Each tale is followed by a
commentary that relates Hamilton’s sources for her tales and notes on how she
adapted them for her own storytelling performances. Most of the stories are
also followed by the script of one of the original tales, making comparisons
and detail mentioned in the commentary easy to follow.
Experienced tellers reading this
book will see old tales in new ways. I have been telling stories since 1989,
and never would have realized that a story like The Princess Who Could Not Cry could be used to advocate for
healthcare. ”…Just as having car insurance
does not mean we can always afford to pay a mechanic to keep our car running,
having health insurance does not mean we can always afford to pay for health
care,” a poor woman’s daughter tells a queen, and my own head begins to fill
with numerous tales that can help to spread that message through the charm of
story, as opposed to rhetoric. I wish
that I had read Hamilton’s family tale This
Is the Story… ten years ago. It may
have saved my daughter’s family from three years of sleepless nights as my youngest
granddaughter wailed away each evening.
New storytellers will find this book
to be an excellent “how to” source that speaks in a language easily understood
by novices. Particularly useful are Hamilton’s step-by-step instructions,
following the text of her version of Kate Crackernuts, for creating story and
word maps. She also shares here questions that she will ask and answer for
herself to deepen her own understanding of the story so that she can share it
in a more meaningful way with her audience.

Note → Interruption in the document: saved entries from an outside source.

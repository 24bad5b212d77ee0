use std::path::Path;

use anyhow::Result;
use clap::Args;
use tokio::signal;

use super::runtime::{build_engine, load_config};
use crate::server::ChatServer;

#[derive(Debug, Args)]
pub struct ServeArgs {
    /// Address to bind (overrides config)
    #[arg(long)]
    pub host: Option<String>,

    /// Port to bind (overrides config)
    #[arg(long, short = 'p')]
    pub port: Option<u16>,
}

pub async fn handle_serve(args: ServeArgs, config_path: Option<&Path>) -> Result<()> {
    let mut config = load_config(config_path)?;
    if let Some(host) = args.host {
        config.server.host = host;
    }
    if let Some(port) = args.port {
        config.server.port = port;
    }

    let engine = build_engine(&config).await?;
    let server = ChatServer::new(&config.server, engine)?;
    eprintln!("Serving chat API on http://{}", server.addr());

    server.serve(shutdown_signal()).await?;
    Ok(())
}

/// Resolves on Ctrl+C or SIGTERM.
pub async fn shutdown_signal() {
    let ctrl_c = async {
        if let Err(e) = signal::ctrl_c().await {
            tracing::error!(error = %e, "failed to install Ctrl+C handler");
            std::future::pending::<()>().await;
        }
    };

    #[cfg(unix)]
    let terminate = async {
        match signal::unix::signal(signal::unix::SignalKind::terminate()) {
            Ok(mut sigterm) => {
                sigterm.recv().await;
            }
            Err(e) => {
                tracing::error!(error = %e, "failed to install SIGTERM handler");
                std::future::pending::<()>().await;
            }
        }
    };

    #[cfg(not(unix))]
    let terminate = std::future::pending::<()>();

    tokio::select! {
        _ = ctrl_c => {},
        _ = terminate => {},
    }
}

Educators who read this book will
find what they need to relate storytelling to their curriculum. The
commentaries will be particularly useful. The
Enormous Bear Comparison Chart that follows the story The Enormous Bear is a good education in how stores stories change
from teller to teller.
In her introduction, Hamilton calls
this collection “oral tales frozen in print” and reminds us that true oral
storytelling is amorphous: No two tellers will tell the same tale in the same
way, and no storyteller will tell a story the exact same way twice. This book
is a springboard to bigger and better things: unfettered creativity,
imagination that knows no bounds, and a platform for outside the box education.

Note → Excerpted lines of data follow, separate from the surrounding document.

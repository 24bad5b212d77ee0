use std::collections::BTreeMap;
use std::path::Path;

use serde::{Deserialize, Serialize};

/// Metadata carried from a document to every chunk cut from it.
#[derive(Debug, Clone, Default, PartialEq, Serialize, Deserialize)]
pub struct DocumentMetadata {
    /// Origin identifier, usually the file path.
    #[serde(skip_serializing_if = "Option::is_none", default)]
    pub source: Option<String>,

    /// Zero-based page number for paginated formats.
    #[serde(skip_serializing_if = "Option::is_none", default)]
    pub page: Option<u32>,

    #[serde(flatten)]
    pub extra: BTreeMap<String, serde_json::Value>,
}

impl DocumentMetadata {
    pub fn from_path(path: &Path) -> Self {
        Self {
            source: Some(path.to_string_lossy().into_owned()),
            ..Default::default()
        }
    }

    pub fn with_page(mut self, page: u32) -> Self {
        self.page = Some(page);
        self
    }

    pub fn with_extra(mut self, key: impl Into<String>, value: impl Into<serde_json::Value>) -> Self {
        self.extra.insert(key.into(), value.into());
        self
    }

    /// File-name component of `source`, without directories.
    pub fn file_name(&self) -> Option<&str> {
        self.source
            .as_deref()
            .and_then(|s| s.rsplit(['/', '\\']).next())
            .filter(|name| !name.is_empty())
    }
}

/// A loaded unit of source text. Pages of a PDF are separate documents.
#[derive(Debug, Clone, Serialize, Deserialize)]
pub struct Document {
    pub id: String,
    pub content: String,
    pub metadata: DocumentMetadata,
}

impl Document {
    pub fn generate_id(metadata: &DocumentMetadata, content: &str) -> String {
        use sha2::{Digest, Sha256};
        let input = format!(
            "{}:{}:{}",
            metadata.source.as_deref().unwrap_or_default(),
            metadata.page.map(|p| p.to_string()).unwrap_or_default(),
            crate::utils::calculate_checksum(content)
        );
        let hash = Sha256::digest(input.as_bytes());
        hex::encode(&hash[..16])
    }

    pub fn new(content: String, metadata: DocumentMetadata) -> Self {
        let id = Self::generate_id(&metadata, &content);
        Self {
            id,
            content,
            metadata,
        }
    }
}

/// A window of a document's text, the unit stored in and returned by the index.
#[derive(Debug, Clone, PartialEq, Serialize, Deserialize)]
pub struct Chunk {
    pub id: String,
    pub document_id: String,
    pub content: String,
    pub chunk_index: u32,
    /// Character offset of the window in the document text.
    pub start_offset: u64,
    pub metadata: DocumentMetadata,
}

impl Chunk {
    pub fn generate_id(document_id: &str, chunk_index: u32) -> String {
        use uuid::Uuid;
        let name = format!("{}:{}", document_id, chunk_index);
        Uuid::new_v5(&Uuid::NAMESPACE_OID, name.as_bytes()).to_string()
    }

    pub fn from_document(
        document: &Document,
        content: String,
        chunk_index: u32,
        start_offset: u64,
    ) -> Self {
        Self {
            id: Self::generate_id(&document.id, chunk_index),
            document_id: document.id.clone(),
            content,
            chunk_index,
            start_offset,
            metadata: document.metadata.clone(),
        }
    }
}

#[cfg(test)]
mod tests {
    use super::*;

    #[test]
    fn test_document_generate_id() {
        let meta = DocumentMetadata::from_path(Path::new("/docs/guide.pdf")).with_page(2);
        let id = Document::generate_id(&meta, "hello");
        assert_eq!(id.len(), 32);
        assert_eq!(id, Document::generate_id(&meta, "hello"));
        assert_ne!(id, Document::generate_id(&meta.clone().with_page(3), "hello"));
    }

    #[test]
    fn test_chunk_generate_id() {
        let id = Chunk::generate_id("abc123", 5);
        assert_eq!(id.len(), 36);
        assert!(id.chars().filter(|c| *c == '-').count() == 4);
        assert_eq!(id, Chunk::generate_id("abc123", 5));
        assert_ne!(id, Chunk::generate_id("abc123", 6));
    }

    #[test]
    fn test_file_name_strips_directories() {
        let meta = DocumentMetadata::from_path(Path::new("documents/manuals/rust.pdf"));
        assert_eq!(meta.file_name(), Some("rust.pdf"));

        let windows = DocumentMetadata {
            source: Some(r"C:\docs\intro.pdf".to_string()),
            ..Default::default()
        };
        assert_eq!(windows.file_name(), Some("intro.pdf"));
        assert_eq!(DocumentMetadata::default().file_name(), None);
    }

    #[test]
    fn test_metadata_flattens_extra_fields() {
        let meta = DocumentMetadata::from_path(Path::new("a.pdf"))
            .with_page(0)
            .with_extra("total_pages", 12);
        let json = serde_json::to_value(&meta).unwrap();
        assert_eq!(json["source"], "a.pdf");
        assert_eq!(json["page"], 0);
        assert_eq!(json["total_pages"], 12);

        let back: DocumentMetadata = serde_json::from_value(json).unwrap();
        assert_eq!(back, meta);
    }
}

If you take storytelling seriously
or want to nurture a wider scope of telling, this book should be on your shelf.
I totally agree, Linda! Glad you wrote a review of this wonderful book. It's been fascinating watching Mary Hamilton's process in writing this unique and clear vision of folklore, and it's even better having the finished version in hand!
ReplyDeleteLynn Ruehlmann
I loved comparing the different versions of each tale. This is one of the most fun "how to" books I have read in a while.